Exercise goal: Return the full set of entries exactly. Omit none.

━━ Data excerpts ━━

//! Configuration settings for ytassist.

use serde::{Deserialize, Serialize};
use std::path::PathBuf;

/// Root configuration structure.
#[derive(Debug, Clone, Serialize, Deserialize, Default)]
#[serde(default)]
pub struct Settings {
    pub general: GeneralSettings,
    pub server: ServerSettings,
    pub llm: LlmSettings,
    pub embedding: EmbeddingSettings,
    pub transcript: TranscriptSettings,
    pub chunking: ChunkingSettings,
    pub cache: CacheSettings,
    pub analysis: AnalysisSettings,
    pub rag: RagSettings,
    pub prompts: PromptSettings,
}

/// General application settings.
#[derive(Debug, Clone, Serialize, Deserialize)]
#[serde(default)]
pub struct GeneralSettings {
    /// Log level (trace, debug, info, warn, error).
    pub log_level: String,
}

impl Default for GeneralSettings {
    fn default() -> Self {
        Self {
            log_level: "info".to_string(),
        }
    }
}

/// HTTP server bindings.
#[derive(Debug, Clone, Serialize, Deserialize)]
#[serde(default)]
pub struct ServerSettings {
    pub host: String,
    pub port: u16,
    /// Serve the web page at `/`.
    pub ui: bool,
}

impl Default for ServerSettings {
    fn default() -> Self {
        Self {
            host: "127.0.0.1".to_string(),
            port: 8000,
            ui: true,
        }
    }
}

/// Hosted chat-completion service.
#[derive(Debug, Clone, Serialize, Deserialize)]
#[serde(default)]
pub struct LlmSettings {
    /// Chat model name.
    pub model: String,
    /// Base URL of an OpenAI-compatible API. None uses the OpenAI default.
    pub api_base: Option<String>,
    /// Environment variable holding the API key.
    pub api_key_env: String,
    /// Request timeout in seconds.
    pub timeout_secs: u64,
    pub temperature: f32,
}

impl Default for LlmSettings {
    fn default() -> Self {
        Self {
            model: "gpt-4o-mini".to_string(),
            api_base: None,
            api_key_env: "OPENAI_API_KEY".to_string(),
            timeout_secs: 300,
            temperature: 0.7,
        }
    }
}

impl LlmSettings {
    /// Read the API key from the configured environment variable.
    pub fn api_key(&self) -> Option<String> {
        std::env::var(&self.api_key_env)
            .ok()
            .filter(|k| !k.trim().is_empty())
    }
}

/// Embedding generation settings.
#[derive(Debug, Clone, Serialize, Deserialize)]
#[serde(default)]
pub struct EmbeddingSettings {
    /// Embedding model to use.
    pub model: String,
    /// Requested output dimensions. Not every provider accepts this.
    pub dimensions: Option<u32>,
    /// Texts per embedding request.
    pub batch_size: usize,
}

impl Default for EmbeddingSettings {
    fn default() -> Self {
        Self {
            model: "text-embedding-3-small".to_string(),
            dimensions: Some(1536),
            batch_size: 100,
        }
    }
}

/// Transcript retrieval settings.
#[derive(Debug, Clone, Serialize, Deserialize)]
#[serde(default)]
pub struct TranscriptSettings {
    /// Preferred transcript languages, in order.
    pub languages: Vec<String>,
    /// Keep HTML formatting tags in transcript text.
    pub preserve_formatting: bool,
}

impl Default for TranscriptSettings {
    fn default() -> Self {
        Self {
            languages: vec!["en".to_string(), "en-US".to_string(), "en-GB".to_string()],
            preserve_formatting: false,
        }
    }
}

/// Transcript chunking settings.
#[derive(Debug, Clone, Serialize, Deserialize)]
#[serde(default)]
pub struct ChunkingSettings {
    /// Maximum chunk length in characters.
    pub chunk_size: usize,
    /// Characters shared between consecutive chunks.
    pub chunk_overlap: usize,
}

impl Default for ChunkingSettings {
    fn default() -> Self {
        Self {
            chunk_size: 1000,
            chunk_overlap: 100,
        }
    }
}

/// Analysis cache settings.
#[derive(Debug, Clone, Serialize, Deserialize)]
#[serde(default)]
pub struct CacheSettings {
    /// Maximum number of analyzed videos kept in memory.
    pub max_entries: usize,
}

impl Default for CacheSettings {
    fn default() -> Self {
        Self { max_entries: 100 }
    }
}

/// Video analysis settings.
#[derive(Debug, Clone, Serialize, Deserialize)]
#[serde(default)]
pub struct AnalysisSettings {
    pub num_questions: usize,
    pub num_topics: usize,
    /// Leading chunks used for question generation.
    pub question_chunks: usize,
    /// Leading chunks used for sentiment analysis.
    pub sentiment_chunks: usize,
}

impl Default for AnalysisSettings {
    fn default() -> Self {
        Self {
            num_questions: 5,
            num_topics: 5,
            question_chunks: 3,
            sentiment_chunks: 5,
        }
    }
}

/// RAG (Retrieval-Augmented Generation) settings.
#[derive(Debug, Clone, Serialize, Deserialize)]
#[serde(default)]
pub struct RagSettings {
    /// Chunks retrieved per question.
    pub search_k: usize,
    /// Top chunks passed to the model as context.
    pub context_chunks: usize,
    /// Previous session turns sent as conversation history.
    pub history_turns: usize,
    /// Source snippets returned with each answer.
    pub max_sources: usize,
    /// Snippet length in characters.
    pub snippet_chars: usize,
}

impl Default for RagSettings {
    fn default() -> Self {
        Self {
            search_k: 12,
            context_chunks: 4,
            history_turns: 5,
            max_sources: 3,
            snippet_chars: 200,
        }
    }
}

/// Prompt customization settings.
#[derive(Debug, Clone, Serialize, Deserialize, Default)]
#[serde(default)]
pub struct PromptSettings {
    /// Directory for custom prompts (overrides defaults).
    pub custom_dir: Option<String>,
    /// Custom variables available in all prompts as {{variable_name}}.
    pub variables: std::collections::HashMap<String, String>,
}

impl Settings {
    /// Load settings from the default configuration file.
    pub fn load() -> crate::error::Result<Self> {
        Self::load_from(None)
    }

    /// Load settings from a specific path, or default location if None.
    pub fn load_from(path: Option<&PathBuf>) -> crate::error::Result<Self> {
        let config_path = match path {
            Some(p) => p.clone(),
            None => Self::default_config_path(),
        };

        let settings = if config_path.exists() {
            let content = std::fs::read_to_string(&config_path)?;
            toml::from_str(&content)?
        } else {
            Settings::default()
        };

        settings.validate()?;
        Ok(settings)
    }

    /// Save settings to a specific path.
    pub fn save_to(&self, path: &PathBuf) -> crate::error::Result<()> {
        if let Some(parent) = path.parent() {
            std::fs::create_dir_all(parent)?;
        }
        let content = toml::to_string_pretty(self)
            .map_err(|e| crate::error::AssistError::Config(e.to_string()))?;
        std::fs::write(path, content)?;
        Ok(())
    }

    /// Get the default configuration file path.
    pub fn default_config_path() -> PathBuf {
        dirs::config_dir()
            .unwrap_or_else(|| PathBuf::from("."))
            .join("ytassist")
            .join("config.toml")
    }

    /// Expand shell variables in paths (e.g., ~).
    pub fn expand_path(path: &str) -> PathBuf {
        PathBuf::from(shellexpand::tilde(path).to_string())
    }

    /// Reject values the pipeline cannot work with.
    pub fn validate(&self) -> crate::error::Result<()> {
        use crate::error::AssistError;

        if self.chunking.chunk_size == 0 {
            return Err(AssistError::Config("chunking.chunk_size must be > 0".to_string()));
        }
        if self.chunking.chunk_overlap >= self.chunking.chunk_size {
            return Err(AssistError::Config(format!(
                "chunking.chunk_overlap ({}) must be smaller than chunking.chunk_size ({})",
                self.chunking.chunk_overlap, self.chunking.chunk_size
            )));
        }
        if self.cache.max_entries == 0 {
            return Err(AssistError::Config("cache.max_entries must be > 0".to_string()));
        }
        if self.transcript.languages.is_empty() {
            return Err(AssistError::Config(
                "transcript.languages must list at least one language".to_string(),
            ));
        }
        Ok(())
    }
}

━━━

Answer to the exercise:
//! Configuration settings for ytassist.

use serde::{Deserialize, Serialize};
use std::path::PathBuf;

/// Root configuration structure.
#[derive(Debug, Clone, Serialize, Deserialize, Default)]
#[serde(default)]
pub struct Settings {
    pub general: GeneralSettings,
    pub server: ServerSettings,
    pub llm: LlmSettings,
    pub embedding: EmbeddingSettings,
    pub transcript: TranscriptSettings,
    pub chunking: ChunkingSettings,
    pub cache: CacheSettings,
    pub analysis: AnalysisSettings,
    pub rag: RagSettings,
    pub prompts: PromptSettings,
}

/// General application settings.
#[derive(Debug, Clone, Serialize, Deserialize)]
#[serde(default)]
pub struct GeneralSettings {
    /// Log level (trace, debug, info, warn, error).
    pub log_level: String,
}

impl Default for GeneralSettings {
    fn default() -> Self {
        Self {
            log_level: "info".to_string(),
        }
    }
}

/// HTTP server bindings.
#[derive(Debug, Clone, Serialize, Deserialize)]
#[serde(default)]
pub struct ServerSettings {
    pub host: String,
    pub port: u16,
    /// Serve the web page at `/`.
    pub ui: bool,
}

impl Default for ServerSettings {
    fn default() -> Self {
        Self {
            host: "127.0.0.1".to_string(),
            port: 8000,
            ui: true,
        }
    }
}

/// Hosted chat-completion service.
#[derive(Debug, Clone, Serialize, Deserialize)]
#[serde(default)]
pub struct LlmSettings {
    /// Chat model name.
    pub model: String,
    /// Base URL of an OpenAI-compatible API. None uses the OpenAI default.
    pub api_base: Option<String>,
    /// Environment variable holding the API key.
    pub api_key_env: String,
    /// Request timeout in seconds.
    pub timeout_secs: u64,
    pub temperature: f32,
}

impl Default for LlmSettings {
    fn default() -> Self {
        Self {
            model: "gpt-4o-mini".to_string(),
            api_base: None,
            api_key_env: "OPENAI_API_KEY".to_string(),
            timeout_secs: 300,
            temperature: 0.7,
        }
    }
}

impl LlmSettings {
    /// Read the API key from the configured environment variable.
    pub fn api_key(&self) -> Option<String> {
        std::env::var(&self.api_key_env)
            .ok()
            .filter(|k| !k.trim().is_empty())
    }
}

/// Embedding generation settings.
#[derive(Debug, Clone, Serialize, Deserialize)]
#[serde(default)]
pub struct EmbeddingSettings {
    /// Embedding model to use.
    pub model: String,
    /// Requested output dimensions. Not every provider accepts this.
    pub dimensions: Option<u32>,
    /// Texts per embedding request.
    pub batch_size: usize,
}

impl Default for EmbeddingSettings {
    fn default() -> Self {
        Self {
            model: "text-embedding-3-small".to_string(),
            dimensions: Some(1536),
            batch_size: 100,
        }
    }
}

/// Transcript retrieval settings.
#[derive(Debug, Clone, Serialize, Deserialize)]
#[serde(default)]
pub struct TranscriptSettings {
    /// Preferred transcript languages, in order.
    pub languages: Vec<String>,
    /// Keep HTML formatting tags in transcript text.
    pub preserve_formatting: bool,
}

impl Default for TranscriptSettings {
    fn default() -> Self {
        Self {
            languages: vec!["en".to_string(), "en-US".to_string(), "en-GB".to_string()],
            preserve_formatting: false,
        }
    }
}

/// Transcript chunking settings.
#[derive(Debug, Clone, Serialize, Deserialize)]
#[serde(default)]
pub struct ChunkingSettings {
    /// Maximum chunk length in characters.
    pub chunk_size: usize,
    /// Characters shared between consecutive chunks.
    pub chunk_overlap: usize,
}

impl Default for ChunkingSettings {
    fn default() -> Self {
        Self {
            chunk_size: 1000,
            chunk_overlap: 100,
        }
    }
}

/// Analysis cache settings.
#[derive(Debug, Clone, Serialize, Deserialize)]
#[serde(default)]
pub struct CacheSettings {
    /// Maximum number of analyzed videos kept in memory.
    pub max_entries: usize,
}

impl Default for CacheSettings {
    fn default() -> Self {
        Self { max_entries: 100 }
    }
}

/// Video analysis settings.
#[derive(Debug, Clone, Serialize, Deserialize)]
#[serde(default)]
pub struct AnalysisSettings {
    pub num_questions: usize,
    pub num_topics: usize,
    /// Leading chunks used for question generation.
    pub question_chunks: usize,
    /// Leading chunks used for sentiment analysis.
    pub sentiment_chunks: usize,
}

impl Default for AnalysisSettings {
    fn default() -> Self {
        Self {
            num_questions: 5,
            num_topics: 5,
            question_chunks: 3,
            sentiment_chunks: 5,
        }
    }
}

/// RAG (Retrieval-Augmented Generation) settings.
#[derive(Debug, Clone, Serialize, Deserialize)]
#[serde(default)]
pub struct RagSettings {
    /// Chunks retrieved per question.
    pub search_k: usize,
    /// Top chunks passed to the model as context.
    pub context_chunks: usize,
    /// Previous session turns sent as conversation history.
    pub history_turns: usize,
    /// Source snippets returned with each answer.
    pub max_sources: usize,
    /// Snippet length in characters.
    pub snippet_chars: usize,
}

impl Default for RagSettings {
    fn default() -> Self {
        Self {
            search_k: 12,
            context_chunks: 4,
            history_turns: 5,
            max_sources: 3,
            snippet_chars: 200,
        }
    }
}

/// Prompt customization settings.
#[derive(Debug, Clone, Serialize, Deserialize, Default)]
#[serde(default)]
pub struct PromptSettings {
    /// Directory for custom prompts (overrides defaults).
    pub custom_dir: Option<String>,
    /// Custom variables available in all prompts as {{variable_name}}.
    pub variables: std::collections::HashMap<String, String>,
}

impl Settings {
    /// Load settings from the default configuration file.
    pub fn load() -> crate::error::Result<Self> {
        Self::load_from(None)
    }

    /// Load settings from a specific path, or default location if None.
    pub fn load_from(path: Option<&PathBuf>) -> crate::error::Result<Self> {
        let config_path = match path {
            Some(p) => p.clone(),
            None => Self::default_config_path(),
        };

        let settings = if config_path.exists() {
            let content = std::fs::read_to_string(&config_path)?;
            toml::from_str(&content)?
        } else {
            Settings::default()
        };

        settings.validate()?;
        Ok(settings)
    }

    /// Save settings to a specific path.
    pub fn save_to(&self, path: &PathBuf) -> crate::error::Result<()> {
        if let Some(parent) = path.parent() {
            std::fs::create_dir_all(parent)?;
        }
        let content = toml::to_string_pretty(self)
            .map_err(|e| crate::error::AssistError::Config(e.to_string()))?;
        std::fs::write(path, content)?;
        Ok(())
    }

    /// Get the default configuration file path.
    pub fn default_config_path() -> PathBuf {
        dirs::config_dir()
            .unwrap_or_else(|| PathBuf::from("."))
            .join("ytassist")
            .join("config.toml")
    }

    /// Expand shell variables in paths (e.g., ~).
    pub fn expand_path(path: &str) -> PathBuf {
        PathBuf::from(shellexpand::tilde(path).to_string())
    }

    /// Reject values the pipeline cannot work with.
    pub fn validate(&self) -> crate::error::Result<()> {
        use crate::error::AssistError;

        if self.chunking.chunk_size == 0 {
            return Err(AssistError::Config("chunking.chunk_size must be > 0".to_string()));
        }
        if self.chunking.chunk_overlap >= self.chunking.chunk_size {
            return Err(AssistError::Config(format!(
                "chunking.chunk_overlap ({}) must be smaller than chunking.chunk_size ({})",
                self.chunking.chunk_overlap, self.chunking.chunk_size
            )));
        }
        if self.cache.max_entries == 0 {
            return Err(AssistError::Config("cache.max_entries must be > 0".to_string()));
        }
        if self.transcript.languages.is_empty() {
            return Err(AssistError::Config(
                "transcript.languages must list at least one language".to_string(),
            ));
        }
        Ok(())
    }
}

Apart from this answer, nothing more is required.